The House passed an almost $1.4 trillion dollar spending plan on Tuesday and sent it to the Senate, which will debate and likely pass the bill Thursday. It would need to signed by Trump by Friday to avert a shutdown.
Colorado’s House delegation was split on votes for both spending bills. The first spending measure — which covers Defense, Homeland Security, Financial Services and Justice, among other agencies — received bipartisan support from Reps. Jason Crow, Doug Lamborn, Ed Perlmutter and Scott Tipton, but Reps. Ken Buck, Diana DeGette and Joe Negue voted against.
The delegation was split along party lines on the second spending bill — which covered Labor, Health and Human Services, Agriculture and other agencies — with all Democrats for, and all Republicans against.
Tipton said he supports many of the programs in the spending measure he voted against, but “12 hours is not sufficient time to review a bill of this size.” And he had identified some problem areas “that do not address the spending crisis plaguing Washington.”
“On the whole, passing these huge spending measures under last-minute deadlines fails to address Washington’s reckless spending habits and is part of a continuing process I do not support,” Tipton said.
The bill funds the government through Sept. 30, 2020. It includes: a 3.1 percent pay raise for federal employees, $1.3 billion for the border wall system, $495 million for the Land and Water Conservation Fund, $425 million to protect and secure election systems, $25 million for federal gun violence research, and a provision that would raise the age to buy tobacco products to 21 years old.
“The passage of these bills ensures the federal government will remain open and working for the American people,” Perlmutter said.
Among the Colorado-specific items Perlmutter highlighted were $2.79 billion for the Office of Energy Efficiency and Renewable Energy, which helps fund the National Renewable Energy Lab in Golden and $12.6 billion for rental assistance, part of which can help residents find housing given the state’s increased rental costs.
Crow pointed to bills he supported in the funding package, such as a one-year version of his SAVE Energy Act. That allows homeowners to deduct $500 from their taxes when they purchase energy efficiency improvements for their homes and increasing funds for the Readiness and Environmental Protection Integration Program (REPI) up to $100 million.
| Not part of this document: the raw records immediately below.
use std::fmt;
use std::time::SystemTime;

use serde::{Deserialize, Serialize};
use uuid::Uuid;

use crate::codec::Snapshot;

/// Unique identifier of a saved project record.
#[derive(Clone, Debug, PartialEq, Eq, Hash, PartialOrd, Ord, Serialize, Deserialize)]
#[serde(transparent)]
pub struct ProjectId(String);

impl ProjectId {
    /// Generate a fresh random id.
    pub fn generate() -> Self {
        ProjectId(Uuid::new_v4().simple().to_string())
    }

    pub fn as_str(&self) -> &str {
        &self.0
    }
}

impl From<&str> for ProjectId {
    fn from(value: &str) -> Self {
        ProjectId(value.to_string())
    }
}

impl From<String> for ProjectId {
    fn from(value: String) -> Self {
        ProjectId(value)
    }
}

impl fmt::Display for ProjectId {
    fn fmt(&self, f: &mut fmt::Formatter<'_>) -> fmt::Result {
        f.write_str(&self.0)
    }
}

/// One durably saved project: a named, timestamped snapshot.
#[derive(Clone, Debug, PartialEq, Serialize, Deserialize)]
pub struct ProjectRecord {
    pub id: ProjectId,
    pub name: String,
    pub snapshot: Snapshot,
    pub created_at: SystemTime,
}

impl ProjectRecord {
    pub fn new(name: impl Into<String>, snapshot: Snapshot, created_at: SystemTime) -> Self {
        ProjectRecord {
            id: ProjectId::generate(),
            name: name.into(),
            snapshot,
            created_at,
        }
    }

    /// Ordering used for retention: oldest first, id as tie-breaker.
    pub(crate) fn age_key(&self) -> (SystemTime, &ProjectId) {
        (self.created_at, &self.id)
    }
}

/// Cross-session editor state. Stored apart from project records and never
/// counted against retention.
#[derive(Clone, Debug, PartialEq, Eq, Serialize, Deserialize)]
#[serde(default)]
pub struct Preferences {
    pub project_name: String,
    pub autosave_enabled: bool,
    pub collaborators: Vec<String>,
}

impl Default for Preferences {
    fn default() -> Self {
        Preferences {
            project_name: crate::config::DEFAULT_PROJECT_NAME.to_string(),
            autosave_enabled: true,
            collaborators: Vec::new(),
        }
    }
}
“These are huge wins for the district that find federal solutions to issues right here at home,” Crow said.
The National Defense Authorization Act passed both chambers and is on the way to the president’s desk. Both Sens. Bennet and Gardner supported the $738-billion bill, but the House delegation was split 4-3, with Reps. Crow, Lamborn, Perlmutter and Tipton for the bill and Reps. Buck, DeGette, and Neguse voting against.
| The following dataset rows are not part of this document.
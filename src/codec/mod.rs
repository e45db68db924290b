//! Snapshot codec - turns a [`Scene`] into a portable [`Snapshot`] and back.
//!
//! Serialization keeps every property needed to rebuild the document
//! exactly. Custom element metadata is filtered through an allow-list so
//! only the fields the caller cares about travel with history and saves.
//! Decoding validates the whole scene before anything reaches a document,
//! so a bad snapshot never leaves a half-replaced canvas behind.

mod error;
mod snapshot;
mod transform;

use std::collections::{BTreeSet, HashSet};

use crate::document::{Document, Element, ElementKind, Reconstruction, Scene, SCENE_VERSION};

pub use error::CodecError;
pub use snapshot::Snapshot;
pub use transform::{Base64Transform, Lz4Transform, PlainTransform, TextTransform, TransformKind};

/// Serializes and restores whole-document snapshots.
#[derive(Debug, Clone, Default)]
pub struct SnapshotCodec {
    metadata_fields: BTreeSet<String>,
}

impl SnapshotCodec {
    /// A codec that keeps no custom metadata (ids and selectability are
    /// always kept).
    pub fn new() -> Self {
        Self::default()
    }

    /// Keep the named custom metadata fields when serializing.
    pub fn with_metadata_fields<I, S>(mut self, fields: I) -> Self
    where
        I: IntoIterator<Item = S>,
        S: Into<String>,
    {
        self.metadata_fields
            .extend(fields.into_iter().map(Into::into));
        self
    }

    pub fn metadata_fields(&self) -> impl Iterator<Item = &str> {
        self.metadata_fields.iter().map(String::as_str)
    }

    /// Serialize a scene. Pure: the input is not modified.
    pub fn serialize(&self, scene: &Scene) -> Result<Snapshot, CodecError> {
        validate(scene)?;
        let mut filtered = scene.clone();
        retain_metadata(&mut filtered.elements, &self.metadata_fields);
        serde_json::to_string(&filtered)
            .map(Snapshot::from)
            .map_err(|e| CodecError::Serialize(e.to_string()))
    }

    /// Parse and validate a snapshot.
    pub fn deserialize(&self, snapshot: &Snapshot) -> Result<Scene, CodecError> {
        let scene: Scene = serde_json::from_str(snapshot.as_str())
            .map_err(|e| CodecError::Malformed(e.to_string()))?;
        validate(&scene)?;
        Ok(scene)
    }

    /// Replace the document's state with the one in `snapshot`.
    ///
    /// The snapshot is fully decoded before the document is asked to do
    /// anything; decode failures leave it untouched.
    pub fn restore<D: Document + ?Sized>(
        &self,
        document: &D,
        snapshot: &Snapshot,
    ) -> Result<Reconstruction, CodecError> {
        let scene = self.deserialize(snapshot)?;
        Ok(document.replace(scene))
    }
}

fn retain_metadata(elements: &mut [Element], allowed: &BTreeSet<String>) {
    for element in elements {
        element.metadata.retain(|key, _| allowed.contains(key));
        if let ElementKind::Group { children } = &mut element.kind {
            retain_metadata(children, allowed);
        }
    }
}

fn validate(scene: &Scene) -> Result<(), CodecError> {
    if scene.version > SCENE_VERSION {
        return Err(CodecError::UnsupportedVersion {
            found: scene.version,
            supported: SCENE_VERSION,
        });
    }
    if !is_extent(scene.width) || !is_extent(scene.height) {
        return Err(CodecError::InvalidScene(format!(
            "bad canvas size {}x{}",
            scene.width, scene.height
        )));
    }

    let mut seen = HashSet::new();
    let mut problem = None;
    scene.walk(&mut |element| {
        if problem.is_some() {
            return;
        }
        problem = check_element(element, &mut seen);
    });
    match problem {
        Some(message) => Err(CodecError::InvalidScene(message)),
        None => Ok(()),
    }
}

fn check_element<'a>(element: &'a Element, seen: &mut HashSet<&'a str>) -> Option<String> {
    if element.id.is_empty() {
        return Some("element with empty id".into());
    }
    if !seen.insert(element.id.as_str()) {
        return Some(format!("duplicate element id {}", element.id));
    }
    let numbers = [
        element.left,
        element.top,
        element.angle,
        element.scale_x,
        element.scale_y,
        element.opacity,
    ];
    if numbers.iter().any(|n| !n.is_finite()) {
        return Some(format!("non-finite geometry on {}", element.id));
    }
    if let Some(field) = non_finite_kind_field(&element.kind) {
        return Some(format!(
            "non-finite {} on {} {}",
            field,
            element.kind.name(),
            element.id
        ));
    }
    if let ElementKind::Image { src, .. } = &element.kind {
        if src.is_empty() {
            return Some(format!("image {} has no source", element.id));
        }
    }
    None
}

/// Name of the first variant field that JSON cannot carry, if any.
fn non_finite_kind_field(kind: &ElementKind) -> Option<&'static str> {
    let fields: Vec<(&'static str, f64)> = match kind {
        ElementKind::Image { width, height, .. } => vec![("width", *width), ("height", *height)],
        ElementKind::Rect {
            width,
            height,
            style,
        } => vec![
            ("width", *width),
            ("height", *height),
            ("stroke_width", style.stroke_width),
        ],
        ElementKind::Ellipse { rx, ry, style } => vec![
            ("rx", *rx),
            ("ry", *ry),
            ("stroke_width", style.stroke_width),
        ],
        ElementKind::Text {
            font_size, style, ..
        } => vec![
            ("font_size", *font_size),
            ("stroke_width", style.stroke_width),
        ],
        ElementKind::Path { style, .. } => vec![("stroke_width", style.stroke_width)],
        ElementKind::Group { .. } => Vec::new(),
    };
    fields
        .into_iter()
        .find(|(_, value)| !value.is_finite())
        .map(|(name, _)| name)
}

fn is_extent(value: f64) -> bool {
    value.is_finite() && value >= 0.0
}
It includes a pay 3.1 percent pay raise; the creation of a sixth branch of the armed services, Space Force, which will reside within the U.S. Air Force; and one non-defense issue, mandating 12 weeks of paid parental leave for all federal employees.
Rep. Lamborn, who was one of the negotiators on this bill, said he eagerly voted for the bill, which will benefit the Pikes Peak region.
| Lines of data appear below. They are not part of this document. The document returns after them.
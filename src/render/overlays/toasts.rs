//! Toast stack in the bottom-right corner.

use crate::app::MoodboardApp;
use crate::constants::FOOTER_HEIGHT;
use crate::notifications::{Toast, ToastVariant};
use gpui::*;
use gpui_component::{ActiveTheme as _, h_flex, v_flex};

fn accent(variant: ToastVariant) -> Hsla {
    match variant {
        ToastVariant::Success => hsla(142.0 / 360.0, 0.6, 0.42, 1.0),
        ToastVariant::Info => hsla(210.0 / 360.0, 0.7, 0.5, 1.0),
        ToastVariant::Warning => hsla(38.0 / 360.0, 0.9, 0.5, 1.0),
        ToastVariant::Error => hsla(0.0, 0.7, 0.5, 1.0),
    }
}

pub fn render_toasts(toasts: &[Toast], cx: &Context<MoodboardApp>) -> Deferred {
    let bg = cx.theme().background;
    let border = cx.theme().border;
    let fg = cx.theme().foreground;

    let items = toasts.iter().map(|toast| {
        let color = accent(toast.variant);
        h_flex()
            .id(ElementId::Name(format!("toast-{}", toast.id).into()))
            .min_w(px(220.0))
            .max_w(px(360.0))
            .px(px(12.0))
            .py(px(8.0))
            .gap(px(8.0))
            .rounded(px(8.0))
            .bg(bg)
            .border_1()
            .border_color(border)
            .shadow_md()
            .opacity(toast.opacity(false))
            .child(div().text_color(color).child(toast.variant.icon()))
            .child(
                div()
                    .text_size(px(13.0))
                    .text_color(fg)
                    .child(toast.message.clone()),
            )
    });

    deferred(
        v_flex()
            .absolute()
            .right(px(16.0))
            .bottom(px(FOOTER_HEIGHT + 12.0))
            .gap(px(8.0))
            .items_end()
            .children(items),
    )
    .with_priority(2000)
}
//! Integration tests for exporting an edited board to disk.

use crate::helpers::{
    BLUE, RED, TestBoardBuilder, export_through_control, solid_image, write_png_fixture,
};
use moodboard::board::Board;
use moodboard::export::{
    CompositeRasterizer, ExportControl, ExportNotice, ExportScene, export_file_name,
};
use moodboard::ingest::{ImageSource, load_sources};
use moodboard::settings::Settings;
use moodboard::types::Rect;
use tempfile::tempdir;

#[test]
fn test_export_is_twice_canvas_size() {
    let dir = tempdir().unwrap();
    let (mut board, ids) = TestBoardBuilder::new().with_canvas(320, 240).with_images(2).build();
    board.set_item_rect(ids[0], Rect::new(0, 0, 50, 50));
    board.set_item_rect(ids[1], Rect::new(20, 20, 50, 50));
    board.rotate_item(ids[1], 30.0);
    let settings = Settings::default();

    let scene = ExportScene::from_board(&board, settings.export_scale, settings.background_rgba());
    let mut control = ExportControl::new();
    let notice = export_through_control(
        &mut control,
        &scene,
        &CompositeRasterizer,
        dir.path(),
        &export_file_name(1),
    );

    assert!(control.is_enabled());
    assert_eq!(
        notice,
        ExportNotice::Saved {
            file_name: "moodboard-1.png".to_string(),
        }
    );
    let exported = image::open(dir.path().join("moodboard-1.png")).unwrap().to_rgba8();
    assert_eq!(exported.dimensions(), (640, 480));
    // Corner far from any item shows the page background
    assert_eq!(exported.get_pixel(639, 479), &settings.background_rgba());
}

#[test]
fn test_export_reflects_stacking() {
    let dir = tempdir().unwrap();
    let mut board = Board::with_seed((200, 200), 7);
    let ids = board.add_images(vec![
        solid_image("red.png", 4, 4, RED),
        solid_image("blue.png", 4, 4, BLUE),
    ]);
    board.set_item_rect(ids[0], Rect::new(0, 0, 100, 100));
    board.set_item_rect(ids[1], Rect::new(0, 0, 100, 100));

    let export = |board: &Board, name: &str| {
        let scene = ExportScene::from_board(board, 1.0, Settings::default().background_rgba());
        export_through_control(
            &mut ExportControl::new(),
            &scene,
            &CompositeRasterizer,
            dir.path(),
            name,
        );
        image::open(dir.path().join(name)).unwrap().to_rgba8()
    };

    assert_eq!(export(&board, "a.png").get_pixel(50, 50), &BLUE);

    // Selecting the red item raises it
    board.select(ids[0]);
    assert_eq!(export(&board, "b.png").get_pixel(50, 50), &RED);
}

#[test]
fn test_ingested_files_export() {
    let dir = tempdir().unwrap();
    let sources: Vec<_> = ["one.png", "two.png"]
        .iter()
        .map(|name| ImageSource::File(write_png_fixture(dir.path(), name, 64, 48)))
        .collect();
    let (loaded, errors) = load_sources(&sources);
    assert!(errors.is_empty());

    let mut board = Board::with_seed((400, 300), 3);
    board.add_images(loaded);
    assert_eq!(board.image_count(), 2);

    let out_dir = dir.path().join("exports");
    let scene = ExportScene::from_board(&board, 2.0, Settings::default().background_rgba());
    let notice = export_through_control(
        &mut ExportControl::new(),
        &scene,
        &CompositeRasterizer,
        &out_dir,
        "board.png",
    );
    assert!(matches!(notice, ExportNotice::Saved { .. }));
    let exported = image::open(out_dir.join("board.png")).unwrap().to_rgba8();
    assert_eq!(exported.dimensions(), (800, 600));
}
“With U.S. Space Command established in Colorado Springs earlier this year, and the bulk of the Space Force personnel currently serving on Peterson and Schriever Air Force Bases, this NDAA solidifies our community's position as the premier defense space community of the United States,” he said.
“Colorado has a long history of supporting our nation’s civilian and military space operations, and with U.S. Space Command currently located at Peterson Air Force Base, our state is uniquely positioned to further advance its role in space operations,” he said.
The measure also includes $322 million for military construction in Colorado at Fort Carson, Peterson Air Force Base, Schriever Air Force Base and the U.S. Air Force Academy. It does not replenish military construction funds diverted earlier this year to go to build a wall along the country’s southern border. Lamborn said that will have to come through regular budget negotiation channels.
The defense bill goes a long way to helping Colorado’s service members and communities, Gardner said. He noted that it does include provisions he pushed for, such as resources for PFAS pollution cleanup and $75 million for the Defense Community Infrastructure Program, which supports economic development in communities around military sites.
The bill also included ending the so-called military “widow’s tax,” to ensure spouses received their full benefits. It was supported by both Sens. Bennet and Gardner.
“Language we secured in this year’s defense authorization bill – from improving our understanding of China’s artificial intelligence strategy and progress to ensuring American satellites don’t get in the wrong hands – will help our military address the complex national security and defense challenges facing our country,” Bennet said.